Syriza supporters hail Greek effect in Europe after historic win

ATHENS - Supporters of Greek anti-austerity party Syriza wildly cheered Sunday's election victory, confident that the first-ever victory by a leftist party in Greece would help turn back austerity in Europe.

Red and white flags emblazoned with Syriza's tricolour motif waved outside the main party platform in central Athens, where hundreds of supporters gathered as election results poured in.

Many Syriza supporters said they were pinning their hopes on party leader Alexis Tsipras turning the country around after six years of recession which led to a massive international bailout.

"The time of the Left has come," the crowd chanted.

"It's a new team and its policy programme has us smiling," said Eleni Papadopoulou, a 43-year-old private sector employee.

"We had a very difficult time during the crisis. I hope this will change," she told AFP.

There was also jubilation in Athamanio, a mountain village in the northwestern region of Epirus, where Tsipras' paternal ancestors hail from, with locals dancing at the village coffee shop.

"Alexis, our brave lad, bring on the sunshine," the village residents sang as one local man played a lute.

Syriza wants to renegotiate the terms of Greece's 240-billion-euro (S$361 billion) bailout deal with the European Union and the International Monetary Fund which the party says is stifling any chance Greece has of economic recovery.

"The new Greek government will be ready to cooperate and negotiate... with our peers a just, mutually beneficial and viable solution," Tsipras told thousands of supporters in Athens, but he insisted that "disastrous austerity" and a "five-year humiliation" for Greece were at an end.

"Troika, keep calm and go to hell," read a banner at the Syriza platform, referring to the three creditors - the EU, the European Central Bank and the IMF.

'New kind of politics'

The leftists also intend to raise the minimum salary by nearly 30 per cent to 751 euros, give an extra monthly stipend to poor pensioners and guarantee access to free medical care.

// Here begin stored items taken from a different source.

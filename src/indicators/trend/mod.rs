//! Trend indicators: EMA, SMA

pub mod ema;
pub mod sma;

pub use ema::*;
pub use sma::*;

"History is being written after 60 years in Greece and Europe," said Antonis Balousis, a 54-year-old butcher.

"We are going to prove that a different kind of politics is possible in Europe," he said.

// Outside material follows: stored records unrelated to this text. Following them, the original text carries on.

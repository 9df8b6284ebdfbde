//! MACD (Moving Average Convergence Divergence) indicator

use serde::{Deserialize, Serialize};

use crate::indicators::error::IndicatorError;
use crate::indicators::trend::exponential_smooth;

/// Full MACD columns, one value per input bar.
#[derive(Debug, Clone, PartialEq, Serialize, Deserialize)]
pub struct MacdSeries {
    pub diff: Vec<f64>,
    pub signal: Vec<f64>,
    pub histogram: Vec<f64>,
}

/// Calculate the MACD oscillator over `closes`.
///
/// DIFF = EMA(quick) - EMA(slow)
/// Signal = EMA(signal_span) of DIFF
/// Histogram = (DIFF - Signal) * 2
pub fn oscillator_histogram(
    closes: &[f64],
    quick_span: u32,
    slow_span: u32,
    signal_span: u32,
) -> Result<MacdSeries, IndicatorError> {
    let quick = exponential_smooth(closes, quick_span)?;
    let slow = exponential_smooth(closes, slow_span)?;

    let diff: Vec<f64> = quick.iter().zip(&slow).map(|(q, s)| q - s).collect();
    let signal = exponential_smooth(&diff, signal_span)?;
    let histogram = diff
        .iter()
        .zip(&signal)
        .map(|(d, s)| (d - s) * 2.0)
        .collect();

    Ok(MacdSeries {
        diff,
        signal,
        histogram,
    })
}

/// Calculate MACD with default spans (12, 26, 9)
pub fn oscillator_histogram_default(closes: &[f64]) -> Result<MacdSeries, IndicatorError> {
    oscillator_histogram(closes, 12, 26, 9)
}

Syriza's victory is a welcome boost for anti-austerity parties across Europe, and leftist activists from France, Italy, Spain, Portugal and Argentina were in Athens to cherish the moment.

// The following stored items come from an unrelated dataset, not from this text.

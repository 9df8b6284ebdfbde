//! Persistence of computed series.

pub mod series_store;

pub use series_store::{SeriesStore, StoreError};
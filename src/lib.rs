//! MACD wave segmentation: oscillator computation, sign-run extraction and
//! peak/trough tagging over price series.

pub mod config;
pub mod db;
pub mod error;
pub mod indicators;
pub mod logging;
pub mod models;
pub mod services;
pub mod signals;
pub mod waves;

pub use error::{AppError, Result};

"What is happening here is an example for us," said Claudia Moriggi, an activist from Rome.

"The left in Italy is scattered and has been unable to find a leader like Alexis Tsipras. Let us hope this will provide an impetus," she said.

Fellow Italian Antonio Alicino noted that Syriza would need help to change the established mentality in Europe.

"Alone, they will be too isolated to succeed. We must show that a large section of European peoples stand behind them," he said.

Among the foreign delegation stood Alejandro Bordart, a lawmaker from the Socialist Workers' Party of Argentina, a country sharing Greece's debt woes.

"I want to see if an alternative policy is possible, as Argentina has been grappling with the debt question for 30 years," he said.